§ **Work task**: Return the lines below exactly, from the first one through the line that has "pub const CONFIRM_PASSWORD: &str". Leave out everything after it.

------ Material to process

//! Field rules shared by every form on the site.

use std::collections::BTreeMap;

use once_cell::sync::Lazy;
use regex::Regex;
use thiserror::Error;

pub const SIGNUP_EMAIL: &str = "signupEmail";
pub const SIGNUP_PASSWORD: &str = "signupPassword";
pub const CONFIRM_PASSWORD: &str = "confirmPassword";

const UNIVERSITY_SUFFIX: &str = ".edu";
const MIN_PASSWORD_LEN: usize = 8;

static EMAIL_RE: Lazy<Regex> = Lazy::new(|| Regex::new(r"^[^\s@]+@[^\s@]+\.[^\s@]+$").unwrap());
static PHONE_RE: Lazy<Regex> = Lazy::new(|| Regex::new(r"^[\+]?[1-9][\d]{0,15}$").unwrap());

#[derive(Clone, Copy, Debug, PartialEq, Eq)]
pub enum FieldKind {
    Text,
    Email,
    Tel,
    Password,
    Number,
    TextArea,
    Select,
    Radio,
    Checkbox,
}

#[derive(Clone, Debug, PartialEq)]
pub struct FieldSpec {
    pub name: &'static str,
    pub label: &'static str,
    pub kind: FieldKind,
    pub required: bool,
    /// Choices for `Select` and `Radio` fields, as `(value, label)`.
    pub options: &'static [(&'static str, &'static str)],
    /// Only shown (and validated) while another field holds a given value.
    pub visible_when: Option<(&'static str, &'static str)>,
}

impl FieldSpec {
    pub const fn new(name: &'static str, label: &'static str, kind: FieldKind) -> Self {
        FieldSpec {
            name,
            label,
            kind,
            required: false,
            options: &[],
            visible_when: None,
        }
    }

    pub const fn required(mut self) -> Self {
        self.required = true;
        self
    }

    pub const fn options(mut self, options: &'static [(&'static str, &'static str)]) -> Self {
        self.options = options;
        self
    }

    pub const fn visible_when(mut self, field: &'static str, value: &'static str) -> Self {
        self.visible_when = Some((field, value));
        self
    }

    pub fn is_visible(&self, values: &FormValues) -> bool {
        match self.visible_when {
            Some((field, value)) => values.get(field).map(String::as_str) == Some(value),
            None => true,
        }
    }
}

pub type FormValues = BTreeMap<String, String>;

#[derive(Error, Clone, Copy, Debug, PartialEq, Eq)]
pub enum FieldError {
    #[error("This field is required")]
    Required,
    #[error("Please enter a valid email address")]
    InvalidEmail,
    #[error("Please use your university email address")]
    NotUniversityEmail,
    #[error("Please enter a valid phone number")]
    InvalidPhone,
    #[error("Password does not meet requirements")]
    WeakPassword,
    #[error("Passwords do not match")]
    PasswordMismatch,
}

#[derive(Clone, Copy, Debug, Default, PartialEq, Eq)]
pub struct PasswordRequirements {
    pub length: bool,
    pub uppercase: bool,
    pub lowercase: bool,
    pub number: bool,
}

impl PasswordRequirements {
    pub fn check(password: &str) -> Self {
        PasswordRequirements {
            length: password.chars().count() >= MIN_PASSWORD_LEN,
            uppercase: password.chars().any(|c| c.is_ascii_uppercase()),
            lowercase: password.chars().any(|c| c.is_ascii_lowercase()),
            number: password.chars().any(|c| c.is_ascii_digit()),
        }
    }

    pub fn all_met(&self) -> bool {
        self.length && self.uppercase && self.lowercase && self.number
    }

    /// `(element id, label, met)` for the live checklist.
    pub fn checklist(&self) -> [(&'static str, &'static str, bool); 4] {
        [
            ("length-req", "At least 8 characters", self.length),
            ("uppercase-req", "One uppercase letter", self.uppercase),
            ("lowercase-req", "One lowercase letter", self.lowercase),
            ("number-req", "One number", self.number),
        ]
    }
}

pub fn is_valid_email(value: &str) -> bool {
    EMAIL_RE.is_match(value)
}

/// Spaces, dashes and parentheses are ignored.
pub fn is_valid_phone(value: &str) -> bool {
    let digits: String = value
        .chars()
        .filter(|c| !c.is_whitespace() && !matches!(c, '-' | '(' | ')'))
        .collect();
    PHONE_RE.is_match(&digits)
}

/// Checks one field. `values` holds the whole form so cross-field rules
/// (password confirmation) can see their partner.
pub fn validate_field(spec: &FieldSpec, values: &FormValues) -> Result<(), FieldError> {
    let value = values.get(spec.name).map(|v| v.trim()).unwrap_or("");

    if value.is_empty() {
        return if spec.required { Err(FieldError::Required) } else { Ok(()) };
    }

    match spec.kind {
        FieldKind::Email => {
            if !is_valid_email(value) {
                return Err(FieldError::InvalidEmail);
            }
            if spec.name == SIGNUP_EMAIL && !value.ends_with(UNIVERSITY_SUFFIX) {
                return Err(FieldError::NotUniversityEmail);
            }
        }
        FieldKind::Tel => {
            if !is_valid_phone(value) {
                return Err(FieldError::InvalidPhone);
            }
        }
        FieldKind::Password if spec.name == SIGNUP_PASSWORD => {
            if !PasswordRequirements::check(value).all_met() {
                return Err(FieldError::WeakPassword);
            }
        }
        _ => {}
    }

    if spec.name == CONFIRM_PASSWORD {
        let password = values.get(SIGNUP_PASSWORD).map(|v| v.trim()).unwrap_or("");
        if value != password {
            return Err(FieldError::PasswordMismatch);
        }
    }

    Ok(())
}

/// Every failing visible field, keyed by name.
pub fn validate_form(specs: &[FieldSpec], values: &FormValues) -> BTreeMap<&'static str, FieldError> {
    specs
        .iter()
        .filter(|spec| spec.is_visible(values))
        .filter_map(|spec| validate_field(spec, values).err().map(|e| (spec.name, e)))
        .collect()
}

#[cfg(test)]
mod tests {
    use super::*;

    fn values(pairs: &[(&str, &str)]) -> FormValues {
        pairs.iter().map(|(k, v)| (k.to_string(), v.to_string())).collect()
    }

    fn check(spec: &FieldSpec, value: &str) -> Result<(), FieldError> {
        validate_field(spec, &values(&[(spec.name, value)]))
    }

    #[test]
    fn test_required_field_rejects_blank() {
        let spec = FieldSpec::new("name", "Name", FieldKind::Text).required();
        assert_eq!(check(&spec, ""), Err(FieldError::Required));
        assert_eq!(check(&spec, "   "), Err(FieldError::Required));
        assert_eq!(check(&spec, "Sam"), Ok(()));
    }

    #[test]
    fn test_optional_blank_field_passes() {
        let spec = FieldSpec::new("phone", "Phone", FieldKind::Tel);
        assert_eq!(check(&spec, ""), Ok(()));
    }

    #[test]
    fn test_email_pattern() {
        let spec = FieldSpec::new("email", "Email", FieldKind::Email).required();
        assert_eq!(check(&spec, "student@campus.edu"), Ok(()));
        assert_eq!(check(&spec, "someone@gmail.com"), Ok(()));
        assert_eq!(check(&spec, "no-at-sign.com"), Err(FieldError::InvalidEmail));
        assert_eq!(check(&spec, "a@b"), Err(FieldError::InvalidEmail));
        assert_eq!(check(&spec, "a b@c.d"), Err(FieldError::InvalidEmail));
    }

    #[test]
    fn test_signup_email_needs_university_domain() {
        let spec = FieldSpec::new(SIGNUP_EMAIL, "Email", FieldKind::Email).required();
        assert_eq!(check(&spec, "someone@gmail.com"), Err(FieldError::NotUniversityEmail));
        assert_eq!(check(&spec, "someone@state.edu"), Ok(()));
    }

    #[test]
    fn test_phone_ignores_separators() {
        assert!(is_valid_phone("(555) 123-4567"));
        assert!(is_valid_phone("+1 555 123 4567"));
        assert!(!is_valid_phone("0123456"));
        assert!(!is_valid_phone("555-CALL-NOW"));
        assert!(!is_valid_phone("12345678901234567"));
    }

    #[test]
    fn test_password_requirements_are_independent() {
        let r = PasswordRequirements::check("abc");
        assert_eq!(
            r,
            PasswordRequirements { length: false, uppercase: false, lowercase: true, number: false }
        );
        assert!(PasswordRequirements::check("Campus2024").all_met());
        assert!(!PasswordRequirements::check("campus2024").all_met());
        assert!(!PasswordRequirements::check("CAMPUS2024").all_met());
        assert!(!PasswordRequirements::check("CampusWell").all_met());
    }

    #[test]
    fn test_weak_signup_password_fails_validation() {
        let spec = FieldSpec::new(SIGNUP_PASSWORD, "Password", FieldKind::Password).required();
        assert_eq!(check(&spec, "short1A"), Err(FieldError::WeakPassword));
        assert_eq!(check(&spec, "LongEnough1"), Ok(()));
    }

    #[test]
    fn test_login_password_has_no_strength_rule() {
        let spec = FieldSpec::new("loginPassword", "Password", FieldKind::Password).required();
        assert_eq!(check(&spec, "x"), Ok(()));
    }

    #[test]
    fn test_confirm_password_must_match() {
        let spec = FieldSpec::new(CONFIRM_PASSWORD, "Confirm", FieldKind::Password).required();
        let form = values(&[(SIGNUP_PASSWORD, "Campus2024"), (CONFIRM_PASSWORD, "Campus2025")]);
        assert_eq!(validate_field(&spec, &form), Err(FieldError::PasswordMismatch));
        let form = values(&[(SIGNUP_PASSWORD, "Campus2024"), (CONFIRM_PASSWORD, "Campus2024")]);
        assert_eq!(validate_field(&spec, &form), Ok(()));
    }

    #[test]
    fn test_form_collects_every_failure() {
        const SPECS: &[FieldSpec] = &[
            FieldSpec::new("name", "Name", FieldKind::Text).required(),
            FieldSpec::new("email", "Email", FieldKind::Email).required(),
            FieldSpec::new("note", "Note", FieldKind::TextArea),
        ];
        let errors = validate_form(SPECS, &values(&[("email", "bad")]));
        assert_eq!(errors.len(), 2);
        assert_eq!(errors["name"], FieldError::Required);
        assert_eq!(errors["email"], FieldError::InvalidEmail);

        let ok = validate_form(SPECS, &values(&[("name", "Ana"), ("email", "ana@uni.edu")]));
        assert!(ok.is_empty());
    }

    #[test]
    fn test_hidden_fields_are_skipped() {
        const SPECS: &[FieldSpec] = &[
            FieldSpec::new("amount", "Amount", FieldKind::Radio).required(),
            FieldSpec::new("customAmount", "Custom", FieldKind::Number)
                .required()
                .visible_when("amount", "custom"),
        ];
        assert!(validate_form(SPECS, &values(&[("amount", "25")])).is_empty());
        let errors = validate_form(SPECS, &values(&[("amount", "custom")]));
        assert_eq!(errors.get("customAmount"), Some(&FieldError::Required));
    }

    #[test]
    fn test_error_messages() {
        assert_eq!(FieldError::Required.to_string(), "This field is required");
        assert_eq!(FieldError::PasswordMismatch.to_string(), "Passwords do not match");
    }
}
use web_sys::{HtmlInputElement, MouseEvent};
use yew::prelude::*;

use crate::components::filter::{category_visible, CategoryFilterBar, ALL};

pub struct FaqEntry {
    pub category: &'static str,
    pub question: &'static str,
    pub answer: &'static str,
}

const FAQ_CATEGORIES: &[(&str, &str)] = &[
    (ALL, "All"),
    ("general", "General"),
    ("counseling", "Counseling"),
    ("fitness", "Fitness"),
    ("privacy", "Privacy"),
];

pub const FAQS: &[FaqEntry] = &[
    FaqEntry {
        category: "general",
        question: "Who can use the wellness center?",
        answer: "Every enrolled student, full or part time. Most services are covered by the student health fee.",
    },
    FaqEntry {
        category: "general",
        question: "Where is the wellness center?",
        answer: "On the ground floor of the Health Services building, next to the pharmacy.",
    },
    FaqEntry {
        category: "counseling",
        question: "How do I book a counseling appointment?",
        answer: "Use the online scheduler or call the front desk. Walk-in hours are weekdays from 1 to 4 PM.",
    },
    FaqEntry {
        category: "counseling",
        question: "Is there a limit on counseling sessions?",
        answer: "Short-term counseling includes up to 12 sessions per year. Referrals are available for longer care.",
    },
    FaqEntry {
        category: "fitness",
        question: "Do I need a membership for the recreation center?",
        answer: "No. Your student ID gets you in. Group classes need a free online sign-up.",
    },
    FaqEntry {
        category: "fitness",
        question: "Are there beginner workouts?",
        answer: "Yes. The workout library and the Intro to Free Weights sessions are aimed at beginners.",
    },
    FaqEntry {
        category: "privacy",
        question: "Are the self-assessments stored anywhere?",
        answer: "No. Scores are computed in your browser and are never sent or saved.",
    },
    FaqEntry {
        category: "privacy",
        question: "Is counseling confidential?",
        answer: "Yes. Nothing is shared with faculty or family without your written consent, except where the law requires it.",
    },
];

/// Case-insensitive substring match on the question or the answer.
pub fn matches_search(entry: &FaqEntry, term: &str) -> bool {
    let term = term.trim().to_lowercase();
    term.is_empty()
        || entry.question.to_lowercase().contains(&term)
        || entry.answer.to_lowercase().contains(&term)
}

/// Search and category narrow the list together.
pub fn is_shown(entry: &FaqEntry, category: &str, term: &str) -> bool {
    category_visible(category, entry.category) && matches_search(entry, term)
}

/// Opening one item closes the others; clicking the open item closes it.
pub fn toggle_open(open: Option<usize>, clicked: usize) -> Option<usize> {
    if open == Some(clicked) {
        None
    } else {
        Some(clicked)
    }
}

#[derive(Properties, PartialEq)]
struct FaqItemProps {
    question: &'static str,
    open: bool,
    on_toggle: Callback<()>,
    children: Children,
}

#[function_component(FaqItem)]
fn faq_item(props: &FaqItemProps) -> Html {
    let toggle = {
        let on_toggle = props.on_toggle.clone();
        Callback::from(move |e: MouseEvent| {
            e.prevent_default();
            on_toggle.emit(());
        })
    };

    html! {
        <div class={classes!("faq-item", props.open.then(|| "active"))}>
            <button class="faq-question" onclick={toggle}>
                <span class="question-text">{props.question}</span>
                <span class="toggle-icon">{if props.open { "−" } else { "+" }}</span>
            </button>
            <div class="faq-answer">
                { for props.children.iter() }
            </div>
        </div>
    }
}

#[function_component(Faq)]
pub fn faq() -> Html {
    let open = use_state(|| None::<usize>);
    let category = use_state(|| ALL);
    let search = use_state(String::new);

    let on_search = {
        let search = search.clone();
        Callback::from(move |e: InputEvent| {
            let input: HtmlInputElement = e.target_unchecked_into();
            search.set(input.value());
        })
    };
    let on_category = {
        let category = category.clone();
        Callback::from(move |selected: &'static str| category.set(selected))
    };

    let shown: Vec<(usize, &FaqEntry)> = FAQS
        .iter()
        .enumerate()
        .filter(|(_, entry)| is_shown(entry, *category, &search))
        .collect();

    html! {
        <div class="faq-page">
            <section class="page-hero">
                <h1>{"Frequently Asked Questions"}</h1>
                <p>{"Quick answers about services, appointments and privacy."}</p>
            </section>

            <section class="section">
                <div class="container faq-container">
                    <input
                        id="faqSearch"
                        class="faq-search"
                        type="search"
                        placeholder="Search questions..."
                        value={(*search).clone()}
                        oninput={on_search}
                    />
                    <CategoryFilterBar categories={FAQ_CATEGORIES} selected={*category} on_select={on_category} />

                    { if shown.is_empty() {
                        html! { <p class="faq-empty">{"No questions match your search."}</p> }
                    } else {
                        html! {
                            <>
                            { for shown.iter().map(|(index, entry)| {
                                let index = *index;
                                let on_toggle = {
                                    let open = open.clone();
                                    Callback::from(move |_: ()| open.set(toggle_open(*open, index)))
                                };
                                html! {
                                    <FaqItem question={entry.question} open={*open == Some(index)} {on_toggle}>
                                        <p>{entry.answer}</p>
                                    </FaqItem>
                                }
                            }) }
                            </>
                        }
                    } }
                </div>
            </section>

            <style>
                {r#"
                .faq-container { max-width: 800px; }
                .faq-search {
                    width: 100%;
                    box-sizing: border-box;
                    padding: 0.75rem 1rem;
                    margin-bottom: 1rem;
                    border: 1px solid var(--border);
                    border-radius: 8px;
                    background: var(--bg);
                    color: var(--text);
                    font-size: 1rem;
                }
                .faq-item {
                    border: 1px solid var(--border);
                    border-radius: 8px;
                    margin-bottom: 0.75rem;
                    overflow: hidden;
                }
                .faq-question {
                    width: 100%;
                    display: flex;
                    justify-content: space-between;
                    align-items: center;
                    padding: 1rem 1.25rem;
                    background: var(--surface);
                    border: none;
                    color: var(--text);
                    font-size: 1rem;
                    text-align: left;
                    cursor: pointer;
                }
                .toggle-icon { font-size: 1.4rem; color: var(--accent); }
                .faq-answer { display: none; padding: 0 1.25rem; }
                .faq-item.active .faq-answer { display: block; }
                .faq-empty { color: var(--muted); }
                "#}
            </style>
        </div>
    }
}

#[cfg(test)]
mod tests {
    use super::*;

    #[test]
    fn test_search_is_case_insensitive_over_question_and_answer() {
        let entry = &FAQS[2];
        assert!(matches_search(entry, "BOOK"));
        assert!(matches_search(entry, "walk-in"));
        assert!(!matches_search(entry, "pharmacy"));
        assert!(matches_search(entry, "  "));
    }

    #[test]
    fn test_category_and_search_combine() {
        let shown: Vec<_> = FAQS
            .iter()
            .filter(|e| is_shown(e, "privacy", "stored"))
            .map(|e| e.question)
            .collect();
        assert_eq!(shown, vec!["Are the self-assessments stored anywhere?"]);

        let all = FAQS.iter().filter(|e| is_shown(e, ALL, "")).count();
        assert_eq!(all, FAQS.len());
    }

    #[test]
    fn test_only_one_item_open() {
        let open = toggle_open(None, 1);
        assert_eq!(open, Some(1));
        let open = toggle_open(open, 3);
        assert_eq!(open, Some(3));
        assert_eq!(toggle_open(open, 3), None);
    }

    #[test]
    fn test_every_category_button_has_entries() {
        for (category, _) in FAQ_CATEGORIES.iter().skip(1) {
            assert!(FAQS.iter().any(|e| e.category == *category), "{}", category);
        }
    }
}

------------

§ **Task output**:
//! Field rules shared by every form on the site.

use std::collections::BTreeMap;

use once_cell::sync::Lazy;
use regex::Regex;
use thiserror::Error;

pub const SIGNUP_EMAIL: &str = "signupEmail";
pub const SIGNUP_PASSWORD: &str = "signupPassword";
pub const CONFIRM_PASSWORD: &str = "confirmPassword";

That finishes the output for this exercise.